> **WHAT YOU HAVE TO DO**: The word "TreasuryMovementFilter": in how many lines of the records does it appear? Reply with the number alone.

> **RECORD EXTRACTS**:
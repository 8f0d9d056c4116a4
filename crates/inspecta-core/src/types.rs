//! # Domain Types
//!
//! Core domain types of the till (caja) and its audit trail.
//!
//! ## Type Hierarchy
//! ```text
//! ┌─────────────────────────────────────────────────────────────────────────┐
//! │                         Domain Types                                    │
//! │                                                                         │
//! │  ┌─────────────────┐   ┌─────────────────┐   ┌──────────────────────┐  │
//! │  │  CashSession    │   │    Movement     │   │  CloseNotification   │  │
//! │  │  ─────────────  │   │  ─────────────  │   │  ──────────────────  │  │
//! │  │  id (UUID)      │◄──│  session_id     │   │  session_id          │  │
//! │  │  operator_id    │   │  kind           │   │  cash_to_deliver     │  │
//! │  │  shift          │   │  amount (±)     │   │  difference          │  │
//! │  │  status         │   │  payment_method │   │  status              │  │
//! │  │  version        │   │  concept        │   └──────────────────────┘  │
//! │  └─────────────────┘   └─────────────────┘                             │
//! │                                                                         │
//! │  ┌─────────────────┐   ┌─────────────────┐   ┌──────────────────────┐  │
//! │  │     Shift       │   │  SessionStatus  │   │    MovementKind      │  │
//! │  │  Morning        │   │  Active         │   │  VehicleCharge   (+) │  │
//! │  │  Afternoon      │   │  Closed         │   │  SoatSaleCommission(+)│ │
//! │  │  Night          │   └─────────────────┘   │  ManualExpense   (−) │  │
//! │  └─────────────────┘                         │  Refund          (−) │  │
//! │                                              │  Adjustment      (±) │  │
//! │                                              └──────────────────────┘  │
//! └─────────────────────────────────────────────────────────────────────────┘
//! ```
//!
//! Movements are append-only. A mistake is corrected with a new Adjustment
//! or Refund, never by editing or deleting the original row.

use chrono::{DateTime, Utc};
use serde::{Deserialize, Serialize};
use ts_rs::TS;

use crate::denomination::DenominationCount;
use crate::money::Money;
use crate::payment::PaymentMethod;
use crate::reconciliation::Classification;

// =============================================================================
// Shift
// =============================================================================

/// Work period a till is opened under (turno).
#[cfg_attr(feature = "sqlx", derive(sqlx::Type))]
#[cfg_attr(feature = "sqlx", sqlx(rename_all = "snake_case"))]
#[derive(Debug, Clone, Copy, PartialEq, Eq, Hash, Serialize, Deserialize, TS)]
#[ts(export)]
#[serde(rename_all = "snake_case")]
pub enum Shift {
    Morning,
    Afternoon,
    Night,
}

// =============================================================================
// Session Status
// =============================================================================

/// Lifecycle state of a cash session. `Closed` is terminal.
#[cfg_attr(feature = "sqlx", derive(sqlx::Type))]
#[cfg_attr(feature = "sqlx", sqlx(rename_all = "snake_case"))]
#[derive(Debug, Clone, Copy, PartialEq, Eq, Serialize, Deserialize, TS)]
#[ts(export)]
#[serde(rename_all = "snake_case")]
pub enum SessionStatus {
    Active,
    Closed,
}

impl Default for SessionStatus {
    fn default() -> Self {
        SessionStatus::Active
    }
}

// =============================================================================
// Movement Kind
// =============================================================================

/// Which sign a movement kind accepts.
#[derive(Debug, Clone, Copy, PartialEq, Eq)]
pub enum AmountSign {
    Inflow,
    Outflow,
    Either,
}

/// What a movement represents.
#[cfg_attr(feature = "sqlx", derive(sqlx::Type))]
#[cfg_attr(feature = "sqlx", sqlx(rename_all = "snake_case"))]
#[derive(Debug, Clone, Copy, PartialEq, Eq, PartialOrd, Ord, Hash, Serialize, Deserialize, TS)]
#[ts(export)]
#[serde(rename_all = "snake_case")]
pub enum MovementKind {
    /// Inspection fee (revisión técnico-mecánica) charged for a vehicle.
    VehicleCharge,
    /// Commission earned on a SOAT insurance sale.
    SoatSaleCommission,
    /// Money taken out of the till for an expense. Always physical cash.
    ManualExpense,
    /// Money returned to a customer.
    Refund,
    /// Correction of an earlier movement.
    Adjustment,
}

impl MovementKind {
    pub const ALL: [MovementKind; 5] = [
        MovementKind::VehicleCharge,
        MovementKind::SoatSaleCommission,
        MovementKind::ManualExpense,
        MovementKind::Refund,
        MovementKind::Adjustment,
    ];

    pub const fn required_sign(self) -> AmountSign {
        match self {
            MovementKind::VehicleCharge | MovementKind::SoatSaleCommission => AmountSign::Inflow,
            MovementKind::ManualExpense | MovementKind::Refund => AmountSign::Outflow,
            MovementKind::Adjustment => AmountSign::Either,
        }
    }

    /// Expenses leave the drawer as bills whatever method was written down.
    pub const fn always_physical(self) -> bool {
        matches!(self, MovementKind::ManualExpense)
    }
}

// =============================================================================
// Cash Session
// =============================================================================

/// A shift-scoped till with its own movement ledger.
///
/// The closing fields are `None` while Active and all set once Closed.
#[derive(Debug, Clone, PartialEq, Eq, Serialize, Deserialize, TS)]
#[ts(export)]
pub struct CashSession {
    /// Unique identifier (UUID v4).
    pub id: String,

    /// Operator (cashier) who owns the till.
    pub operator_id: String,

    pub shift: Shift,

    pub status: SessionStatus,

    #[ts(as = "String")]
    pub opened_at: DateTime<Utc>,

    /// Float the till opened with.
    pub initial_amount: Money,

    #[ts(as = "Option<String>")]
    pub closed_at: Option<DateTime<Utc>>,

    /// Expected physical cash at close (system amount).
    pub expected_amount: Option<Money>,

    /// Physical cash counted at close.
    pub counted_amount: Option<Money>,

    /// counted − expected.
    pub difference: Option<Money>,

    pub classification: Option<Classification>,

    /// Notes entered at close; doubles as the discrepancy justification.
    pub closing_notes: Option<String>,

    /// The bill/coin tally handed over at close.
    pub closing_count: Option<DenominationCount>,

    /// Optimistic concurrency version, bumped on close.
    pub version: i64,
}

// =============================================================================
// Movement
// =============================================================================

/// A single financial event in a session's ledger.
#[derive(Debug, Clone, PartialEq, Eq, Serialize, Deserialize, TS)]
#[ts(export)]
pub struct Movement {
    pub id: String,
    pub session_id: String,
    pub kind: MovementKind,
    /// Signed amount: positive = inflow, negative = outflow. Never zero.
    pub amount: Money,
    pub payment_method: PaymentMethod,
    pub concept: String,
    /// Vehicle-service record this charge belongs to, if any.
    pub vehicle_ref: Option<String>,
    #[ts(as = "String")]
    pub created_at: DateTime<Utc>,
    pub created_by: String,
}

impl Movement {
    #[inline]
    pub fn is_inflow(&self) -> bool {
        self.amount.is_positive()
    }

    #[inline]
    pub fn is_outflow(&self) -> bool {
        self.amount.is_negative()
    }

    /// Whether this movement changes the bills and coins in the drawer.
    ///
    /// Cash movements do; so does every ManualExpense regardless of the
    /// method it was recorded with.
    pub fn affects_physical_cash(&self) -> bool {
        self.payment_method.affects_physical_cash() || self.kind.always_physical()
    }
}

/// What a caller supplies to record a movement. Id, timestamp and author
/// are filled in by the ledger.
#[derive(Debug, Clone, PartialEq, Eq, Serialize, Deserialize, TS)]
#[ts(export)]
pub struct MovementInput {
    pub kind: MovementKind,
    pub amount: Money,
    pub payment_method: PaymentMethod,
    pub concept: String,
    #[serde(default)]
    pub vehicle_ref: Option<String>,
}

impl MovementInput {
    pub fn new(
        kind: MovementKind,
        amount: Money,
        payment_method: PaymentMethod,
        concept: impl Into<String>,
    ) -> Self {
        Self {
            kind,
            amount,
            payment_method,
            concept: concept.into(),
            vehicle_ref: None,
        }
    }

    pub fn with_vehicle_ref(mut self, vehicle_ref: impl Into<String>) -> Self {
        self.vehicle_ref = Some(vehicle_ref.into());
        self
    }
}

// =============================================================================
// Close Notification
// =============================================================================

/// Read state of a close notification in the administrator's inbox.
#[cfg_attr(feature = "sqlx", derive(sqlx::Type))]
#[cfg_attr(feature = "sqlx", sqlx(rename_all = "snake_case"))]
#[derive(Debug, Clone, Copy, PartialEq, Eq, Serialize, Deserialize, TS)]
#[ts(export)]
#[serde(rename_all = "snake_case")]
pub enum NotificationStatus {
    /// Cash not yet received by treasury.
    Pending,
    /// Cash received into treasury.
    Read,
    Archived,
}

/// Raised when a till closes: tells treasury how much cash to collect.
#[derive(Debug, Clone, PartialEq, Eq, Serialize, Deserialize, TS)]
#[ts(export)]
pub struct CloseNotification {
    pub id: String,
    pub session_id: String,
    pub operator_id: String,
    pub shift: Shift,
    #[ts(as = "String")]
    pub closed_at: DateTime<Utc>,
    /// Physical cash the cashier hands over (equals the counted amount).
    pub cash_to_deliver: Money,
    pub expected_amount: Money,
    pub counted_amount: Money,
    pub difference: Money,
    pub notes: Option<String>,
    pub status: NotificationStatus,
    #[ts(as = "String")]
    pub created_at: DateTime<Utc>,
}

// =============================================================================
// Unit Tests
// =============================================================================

---

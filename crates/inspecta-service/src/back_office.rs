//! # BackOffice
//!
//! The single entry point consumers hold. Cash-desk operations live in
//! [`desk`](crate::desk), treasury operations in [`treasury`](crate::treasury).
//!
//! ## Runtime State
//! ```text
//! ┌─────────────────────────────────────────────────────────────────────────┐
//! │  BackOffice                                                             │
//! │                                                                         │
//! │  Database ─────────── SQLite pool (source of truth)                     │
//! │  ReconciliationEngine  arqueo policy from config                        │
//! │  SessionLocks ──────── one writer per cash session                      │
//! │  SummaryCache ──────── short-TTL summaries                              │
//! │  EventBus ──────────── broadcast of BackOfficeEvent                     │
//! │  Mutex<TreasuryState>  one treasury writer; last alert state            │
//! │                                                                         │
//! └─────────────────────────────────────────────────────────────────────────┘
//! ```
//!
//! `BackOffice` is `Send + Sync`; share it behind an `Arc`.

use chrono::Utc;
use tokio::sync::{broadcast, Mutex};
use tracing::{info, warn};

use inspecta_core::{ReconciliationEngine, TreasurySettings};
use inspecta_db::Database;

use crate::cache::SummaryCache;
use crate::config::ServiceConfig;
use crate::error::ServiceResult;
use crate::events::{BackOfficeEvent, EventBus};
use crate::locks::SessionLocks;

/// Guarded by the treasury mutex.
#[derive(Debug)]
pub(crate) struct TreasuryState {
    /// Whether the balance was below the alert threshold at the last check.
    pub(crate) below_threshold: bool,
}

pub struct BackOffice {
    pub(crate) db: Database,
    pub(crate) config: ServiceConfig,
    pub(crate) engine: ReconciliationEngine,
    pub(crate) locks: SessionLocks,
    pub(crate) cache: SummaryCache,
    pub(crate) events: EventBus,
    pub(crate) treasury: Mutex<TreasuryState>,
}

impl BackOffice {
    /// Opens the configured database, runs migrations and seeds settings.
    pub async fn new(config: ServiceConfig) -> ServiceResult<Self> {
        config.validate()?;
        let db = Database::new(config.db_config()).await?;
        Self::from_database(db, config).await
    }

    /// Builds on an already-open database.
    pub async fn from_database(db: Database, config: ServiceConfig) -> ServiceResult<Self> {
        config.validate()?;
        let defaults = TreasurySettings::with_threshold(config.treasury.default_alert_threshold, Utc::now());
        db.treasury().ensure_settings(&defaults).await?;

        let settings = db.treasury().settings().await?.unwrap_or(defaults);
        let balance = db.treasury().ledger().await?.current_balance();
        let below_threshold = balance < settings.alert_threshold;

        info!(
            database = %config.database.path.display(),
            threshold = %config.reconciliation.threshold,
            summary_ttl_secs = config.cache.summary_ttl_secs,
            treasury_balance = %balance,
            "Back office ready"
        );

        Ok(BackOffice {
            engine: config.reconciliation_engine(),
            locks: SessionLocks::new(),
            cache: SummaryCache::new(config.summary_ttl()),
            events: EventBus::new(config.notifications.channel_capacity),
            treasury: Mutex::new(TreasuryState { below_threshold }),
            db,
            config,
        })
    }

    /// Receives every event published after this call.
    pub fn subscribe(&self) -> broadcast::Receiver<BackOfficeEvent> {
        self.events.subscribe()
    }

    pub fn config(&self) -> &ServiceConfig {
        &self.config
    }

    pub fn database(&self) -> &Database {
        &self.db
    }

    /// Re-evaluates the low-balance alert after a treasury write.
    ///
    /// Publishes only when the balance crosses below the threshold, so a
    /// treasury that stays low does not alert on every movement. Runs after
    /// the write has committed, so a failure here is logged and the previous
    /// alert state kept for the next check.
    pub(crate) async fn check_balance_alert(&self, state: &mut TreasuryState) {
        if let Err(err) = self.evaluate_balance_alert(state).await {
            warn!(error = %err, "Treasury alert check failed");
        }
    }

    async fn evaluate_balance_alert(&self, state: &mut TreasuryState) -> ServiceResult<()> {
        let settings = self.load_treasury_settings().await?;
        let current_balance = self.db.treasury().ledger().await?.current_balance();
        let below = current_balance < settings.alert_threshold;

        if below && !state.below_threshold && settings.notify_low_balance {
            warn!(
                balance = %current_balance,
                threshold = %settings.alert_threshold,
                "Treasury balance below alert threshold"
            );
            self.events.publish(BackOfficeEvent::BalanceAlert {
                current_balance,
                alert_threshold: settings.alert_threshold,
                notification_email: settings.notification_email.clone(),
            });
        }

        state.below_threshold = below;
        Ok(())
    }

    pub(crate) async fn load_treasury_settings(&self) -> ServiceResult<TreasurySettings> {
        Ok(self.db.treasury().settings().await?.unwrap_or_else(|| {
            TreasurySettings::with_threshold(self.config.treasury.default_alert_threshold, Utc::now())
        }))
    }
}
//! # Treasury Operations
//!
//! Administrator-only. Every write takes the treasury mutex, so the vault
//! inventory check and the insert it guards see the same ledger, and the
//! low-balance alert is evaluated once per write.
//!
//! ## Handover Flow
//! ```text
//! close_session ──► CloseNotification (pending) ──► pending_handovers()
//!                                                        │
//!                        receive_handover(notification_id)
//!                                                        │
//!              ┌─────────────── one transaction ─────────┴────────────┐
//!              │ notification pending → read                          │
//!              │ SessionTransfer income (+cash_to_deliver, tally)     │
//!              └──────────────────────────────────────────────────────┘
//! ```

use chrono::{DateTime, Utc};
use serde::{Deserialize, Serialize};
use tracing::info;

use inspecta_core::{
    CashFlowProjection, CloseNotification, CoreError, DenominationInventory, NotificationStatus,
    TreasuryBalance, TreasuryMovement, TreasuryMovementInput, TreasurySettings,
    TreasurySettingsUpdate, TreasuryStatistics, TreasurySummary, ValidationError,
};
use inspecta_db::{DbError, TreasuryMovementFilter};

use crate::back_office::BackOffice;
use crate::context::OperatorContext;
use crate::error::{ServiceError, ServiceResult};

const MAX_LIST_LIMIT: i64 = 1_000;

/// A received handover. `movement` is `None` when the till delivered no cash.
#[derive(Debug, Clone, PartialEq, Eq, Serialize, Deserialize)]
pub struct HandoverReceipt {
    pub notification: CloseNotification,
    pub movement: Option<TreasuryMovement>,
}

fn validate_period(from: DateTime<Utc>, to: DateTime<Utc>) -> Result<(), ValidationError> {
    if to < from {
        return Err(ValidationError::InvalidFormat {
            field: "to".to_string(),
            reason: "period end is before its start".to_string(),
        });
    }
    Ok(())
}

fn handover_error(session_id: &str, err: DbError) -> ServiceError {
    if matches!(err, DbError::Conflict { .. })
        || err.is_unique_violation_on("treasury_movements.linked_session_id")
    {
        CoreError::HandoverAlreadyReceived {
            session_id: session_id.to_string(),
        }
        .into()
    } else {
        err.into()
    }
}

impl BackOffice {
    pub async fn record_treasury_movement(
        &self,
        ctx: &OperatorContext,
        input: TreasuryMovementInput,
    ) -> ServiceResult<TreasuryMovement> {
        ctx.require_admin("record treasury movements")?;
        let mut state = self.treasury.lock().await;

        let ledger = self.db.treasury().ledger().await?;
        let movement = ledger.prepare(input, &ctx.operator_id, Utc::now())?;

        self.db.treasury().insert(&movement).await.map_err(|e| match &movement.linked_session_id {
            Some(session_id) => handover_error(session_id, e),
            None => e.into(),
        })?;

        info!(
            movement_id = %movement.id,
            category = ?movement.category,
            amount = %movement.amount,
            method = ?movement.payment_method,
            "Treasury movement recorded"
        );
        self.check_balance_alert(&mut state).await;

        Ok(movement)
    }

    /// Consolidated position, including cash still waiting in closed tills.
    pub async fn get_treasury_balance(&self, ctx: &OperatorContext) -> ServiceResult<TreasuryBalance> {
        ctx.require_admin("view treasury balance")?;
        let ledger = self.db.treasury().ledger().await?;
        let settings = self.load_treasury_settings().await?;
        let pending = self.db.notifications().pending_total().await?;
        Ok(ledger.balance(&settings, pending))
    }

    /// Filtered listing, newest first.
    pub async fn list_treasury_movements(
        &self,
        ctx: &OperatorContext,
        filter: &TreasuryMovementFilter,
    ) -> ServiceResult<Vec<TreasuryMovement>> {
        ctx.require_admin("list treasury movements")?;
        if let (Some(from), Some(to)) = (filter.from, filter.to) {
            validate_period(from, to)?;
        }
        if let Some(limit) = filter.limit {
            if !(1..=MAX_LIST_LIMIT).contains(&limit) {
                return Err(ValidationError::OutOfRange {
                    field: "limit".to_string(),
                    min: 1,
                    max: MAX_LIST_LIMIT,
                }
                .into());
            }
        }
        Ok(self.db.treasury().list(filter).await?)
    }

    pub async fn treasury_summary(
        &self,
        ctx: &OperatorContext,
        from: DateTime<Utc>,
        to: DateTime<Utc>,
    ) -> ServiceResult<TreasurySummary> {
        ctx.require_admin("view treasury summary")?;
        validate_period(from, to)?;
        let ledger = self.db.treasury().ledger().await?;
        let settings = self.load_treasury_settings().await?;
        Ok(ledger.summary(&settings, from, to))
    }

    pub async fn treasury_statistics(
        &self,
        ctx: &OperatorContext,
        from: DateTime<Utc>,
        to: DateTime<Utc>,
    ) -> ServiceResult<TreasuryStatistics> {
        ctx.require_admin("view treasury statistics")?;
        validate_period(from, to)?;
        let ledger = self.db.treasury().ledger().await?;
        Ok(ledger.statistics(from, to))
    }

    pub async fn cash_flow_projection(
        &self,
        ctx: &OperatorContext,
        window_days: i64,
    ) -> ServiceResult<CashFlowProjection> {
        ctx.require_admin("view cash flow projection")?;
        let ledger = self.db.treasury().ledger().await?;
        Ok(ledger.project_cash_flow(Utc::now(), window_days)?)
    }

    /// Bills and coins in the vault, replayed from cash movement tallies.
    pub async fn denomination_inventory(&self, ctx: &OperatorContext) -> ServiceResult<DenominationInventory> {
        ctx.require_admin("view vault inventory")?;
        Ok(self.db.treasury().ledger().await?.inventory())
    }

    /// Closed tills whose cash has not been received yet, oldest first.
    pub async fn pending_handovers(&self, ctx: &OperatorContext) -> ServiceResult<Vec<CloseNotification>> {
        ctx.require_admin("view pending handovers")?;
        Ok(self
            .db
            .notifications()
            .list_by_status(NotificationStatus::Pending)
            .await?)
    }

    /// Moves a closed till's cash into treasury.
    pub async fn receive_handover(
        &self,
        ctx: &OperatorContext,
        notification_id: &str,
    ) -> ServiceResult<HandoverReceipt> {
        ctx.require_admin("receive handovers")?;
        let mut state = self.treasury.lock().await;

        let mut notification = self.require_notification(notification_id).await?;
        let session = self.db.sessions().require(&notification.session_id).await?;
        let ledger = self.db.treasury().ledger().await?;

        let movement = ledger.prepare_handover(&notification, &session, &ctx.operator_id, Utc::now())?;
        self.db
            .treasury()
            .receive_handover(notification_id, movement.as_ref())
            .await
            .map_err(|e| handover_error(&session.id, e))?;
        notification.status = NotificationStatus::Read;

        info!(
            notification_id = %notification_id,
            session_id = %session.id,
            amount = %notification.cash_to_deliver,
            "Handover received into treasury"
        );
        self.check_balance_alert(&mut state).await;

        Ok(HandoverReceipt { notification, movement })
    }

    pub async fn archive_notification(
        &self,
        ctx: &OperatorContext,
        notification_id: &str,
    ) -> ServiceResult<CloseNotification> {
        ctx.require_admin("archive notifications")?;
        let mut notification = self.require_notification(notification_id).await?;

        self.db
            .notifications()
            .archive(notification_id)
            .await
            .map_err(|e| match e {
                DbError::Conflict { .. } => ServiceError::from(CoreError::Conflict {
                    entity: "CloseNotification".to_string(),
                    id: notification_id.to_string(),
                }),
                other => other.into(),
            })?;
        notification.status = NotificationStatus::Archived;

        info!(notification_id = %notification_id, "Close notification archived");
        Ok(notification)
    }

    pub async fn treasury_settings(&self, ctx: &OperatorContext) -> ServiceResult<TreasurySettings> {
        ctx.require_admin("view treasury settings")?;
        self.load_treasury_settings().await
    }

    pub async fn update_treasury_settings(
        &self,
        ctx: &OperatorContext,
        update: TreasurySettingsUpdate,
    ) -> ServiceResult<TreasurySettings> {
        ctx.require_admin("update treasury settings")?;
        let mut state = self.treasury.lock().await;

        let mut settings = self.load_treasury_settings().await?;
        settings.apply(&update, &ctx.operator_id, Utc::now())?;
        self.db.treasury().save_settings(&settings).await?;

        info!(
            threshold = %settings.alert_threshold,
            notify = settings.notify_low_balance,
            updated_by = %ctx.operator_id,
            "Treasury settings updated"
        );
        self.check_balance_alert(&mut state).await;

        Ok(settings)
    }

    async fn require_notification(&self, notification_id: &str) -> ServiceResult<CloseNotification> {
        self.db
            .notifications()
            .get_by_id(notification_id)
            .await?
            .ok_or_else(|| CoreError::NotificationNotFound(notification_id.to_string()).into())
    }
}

> **RESULT OF THIS EXERCISE**: 2